Material for this exercise:
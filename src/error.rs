//! Error taxonomy for the training engine.
//!
//! Fatal errors abort the current session before any persistence write,
//! so the backing store is never left with a partial state.

use thiserror::Error;

use crate::tree::NodeId;

/// Convenience alias used throughout the crate.
pub type DrillResult<T> = Result<T, DrillError>;

/// Structural problems in an annotated move tree.
///
/// These are fatal for the affected subtree: guessing a resolution would
/// corrupt training data, so they always propagate to the caller.
#[derive(Debug, Error, PartialEq, Eq)]
pub enum TreeError {
    /// A problem node has more than one child that is neither a blunder
    /// nor an alternative, so the trainee move is ambiguous.
    #[error("ambiguous solution: node {node} has {count} unmarked children")]
    AmbiguousSolution { node: NodeId, count: usize },

    /// A node carries both the blunder and the alternative marker.
    #[error("conflicting markers on node {node}: blunder and alternative")]
    ConflictingMarkers { node: NodeId },
}

/// Note-field record decode failures.
///
/// A node with no note at all gets a default record; a note that is
/// present but malformed is fatal and is never silently defaulted.
#[derive(Debug, Error)]
pub enum RecordError {
    /// The note text exists but does not decode to the expected record.
    #[error("malformed {context} record: {source}")]
    Malformed {
        context: &'static str,
        #[source]
        source: serde_json::Error,
    },
}

/// Scheduler invariant violations.
#[derive(Debug, Error, PartialEq, Eq)]
pub enum ScheduleError {
    /// `learned()` was invoked with no learning capacity left. Queue
    /// population gates new units on the daily quota, so this indicates
    /// a population bug rather than a user-reachable state.
    #[error("learning quota exhausted: cannot record a first-time learn")]
    LearningQuotaExhausted,
}

/// Tree storage failures.
#[derive(Debug, Error)]
pub enum StoreError {
    #[error("tree not found: {0}")]
    NotFound(String),

    #[error("storage I/O error: {0}")]
    Io(#[from] std::io::Error),
}

/// Umbrella error for session-level operations.
#[derive(Debug, Error)]
pub enum DrillError {
    #[error(transparent)]
    Tree(#[from] TreeError),

    #[error(transparent)]
    Record(#[from] RecordError),

    #[error(transparent)]
    Schedule(#[from] ScheduleError),

    #[error(transparent)]
    Store(#[from] StoreError),
}
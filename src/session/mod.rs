//! One training sitting, end to end.
//!
//! A `Session` opens a tree, resolves its trainable content, fills the
//! queue under the population policy, drains it, and persists the
//! mutated records in a single write. Fatal errors propagate before the
//! write, leaving the backing store untouched.

pub mod populate;
pub mod queue;
pub mod unit;

pub use populate::{line_units, position_units};
pub use queue::{QueueStats, SessionQueue};
pub use unit::{LineDrill, PlayContext, PositionDrill, QueueUnit};

use rustc_hash::FxHashMap;

use crate::core::{Color, TrainRng};
use crate::error::DrillResult;
use crate::io::{Presenter, TreeId, TreeStore};
use crate::record::{RootRecord, TrainingRecord};
use crate::schedule::Scheduler;
use crate::tree::{resolve, NodeId};

/// What kind of units fill the queue.
#[derive(Clone, Copy, Debug, Default, PartialEq, Eq)]
pub enum TrainingMode {
    /// Single positions; how new material is learned.
    #[default]
    Positions,
    /// Whole lines; how learned material is reviewed in context.
    Lines,
}

/// Session configuration.
#[derive(Clone, Debug)]
pub struct SessionConfig {
    /// Unit kind for this sitting.
    pub mode: TrainingMode,

    /// Seed for every random stream in the session.
    pub seed: u64,

    /// Shuffle the populated units before queueing.
    pub shuffle: bool,

    /// Queue reinsertion target index.
    pub insertion_index: usize,

    /// Queue reinsertion jitter, in positions.
    pub insertion_radius: i64,

    /// Trainee side for trees that have never been trained. `None`
    /// falls back to the side to move at the tree root.
    pub perspective: Option<Color>,
}

impl Default for SessionConfig {
    fn default() -> Self {
        Self {
            mode: TrainingMode::Positions,
            seed: 42,
            shuffle: false,
            insertion_index: 0,
            insertion_radius: 0,
            perspective: None,
        }
    }
}

impl SessionConfig {
    /// Set the training mode.
    #[must_use]
    pub fn with_mode(mut self, mode: TrainingMode) -> Self {
        self.mode = mode;
        self
    }

    /// Set the session seed.
    #[must_use]
    pub fn with_seed(mut self, seed: u64) -> Self {
        self.seed = seed;
        self
    }

    /// Shuffle populated units before queueing.
    #[must_use]
    pub fn with_shuffle(mut self) -> Self {
        self.shuffle = true;
        self
    }

    /// Set reinsertion index and jitter.
    #[must_use]
    pub fn with_insertion(mut self, index: usize, radius: i64) -> Self {
        self.insertion_index = index;
        self.insertion_radius = radius;
        self
    }

    /// Set the trainee side for never-trained trees.
    #[must_use]
    pub fn with_perspective(mut self, side: Color) -> Self {
        self.perspective = Some(side);
        self
    }
}

/// Counters from one sitting.
#[derive(Clone, Copy, Debug, Default, PartialEq, Eq)]
pub struct SessionSummary {
    /// Solutions resolved in the tree.
    pub solutions: usize,

    /// Units admitted by the population policy.
    pub queued: usize,

    /// `play` invocations across the drain.
    pub plays: usize,

    /// Reinsertions across the drain.
    pub reinserts: usize,

    /// Units finished for the session.
    pub discards: usize,

    /// True when the user quit mid-session.
    pub aborted: bool,
}

/// Drives one sitting against a store and a presenter.
pub struct Session<'a> {
    store: &'a mut dyn TreeStore,
    presenter: &'a mut dyn Presenter,
    scheduler: Scheduler,
    config: SessionConfig,
}

impl<'a> Session<'a> {
    /// Create a session over external collaborators.
    pub fn new(
        store: &'a mut dyn TreeStore,
        presenter: &'a mut dyn Presenter,
        scheduler: Scheduler,
        config: SessionConfig,
    ) -> Self {
        Self {
            store,
            presenter,
            scheduler,
            config,
        }
    }

    /// Train one tree.
    ///
    /// Persistence happens exactly once, after the queue drains or
    /// aborts; record mutations from completed plays survive an abort.
    pub fn run(&mut self, id: &TreeId) -> DrillResult<SessionSummary> {
        let mut tree = self.store.load(id)?;
        let today = self.scheduler.today();

        let mut root_record = match &tree.get(tree.root()).note {
            Some(text) => RootRecord::decode(text)?,
            None => {
                let side = self
                    .config
                    .perspective
                    .unwrap_or_else(|| tree.get(tree.root()).to_move);
                RootRecord::new(side, today)
            }
        };
        root_record.refresh(today);

        self.presenter.set_perspective(root_record.perspective);
        let resolution = resolve(&tree, root_record.perspective)?;

        let mut records: FxHashMap<NodeId, TrainingRecord> = FxHashMap::default();
        for &solution in &resolution.solutions {
            let record = TrainingRecord::decode(tree.get(solution).note.as_deref())?;
            records.insert(solution, record);
        }

        let rng = TrainRng::new(self.config.seed);
        let mut units = match self.config.mode {
            TrainingMode::Positions => {
                position_units(&resolution, &records, &root_record, today)
            }
            TrainingMode::Lines => line_units(&resolution, &records, today),
        };
        if self.config.shuffle {
            rng.for_context("populate").shuffle(&mut units);
        }

        let queued = units.len();
        let mut queue = SessionQueue::new(
            self.config.insertion_index,
            self.config.insertion_radius,
            rng.for_context("queue"),
        );
        for unit in units {
            queue.append(unit);
        }

        tracing::info!(tree = %id, queued, mode = ?self.config.mode, "session started");

        let stats = {
            let mut ctx = PlayContext {
                tree: &tree,
                records: &mut records,
                root: &mut root_record,
                scheduler: &mut self.scheduler,
                presenter: &mut *self.presenter,
            };
            queue.run(&mut ctx)?
        };

        for (&node, record) in &records {
            tree.get_mut(node).note = Some(record.encode());
        }
        let root_id = tree.root();
        tree.get_mut(root_id).note = Some(root_record.encode());
        self.store.save(id, &tree)?;

        tracing::info!(
            tree = %id,
            plays = stats.plays,
            aborted = stats.aborted,
            "session persisted"
        );

        Ok(SessionSummary {
            solutions: resolution.solutions.len(),
            queued,
            plays: stats.plays,
            reinserts: stats.reinserts,
            discards: stats.discards,
            aborted: stats.aborted,
        })
    }
}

Problem to solve:
If a line in the listing holds the word "user", copy it out.

Worked solution:
    /// a population bug rather than a user-reachable state.
    /// True when the user quit mid-session.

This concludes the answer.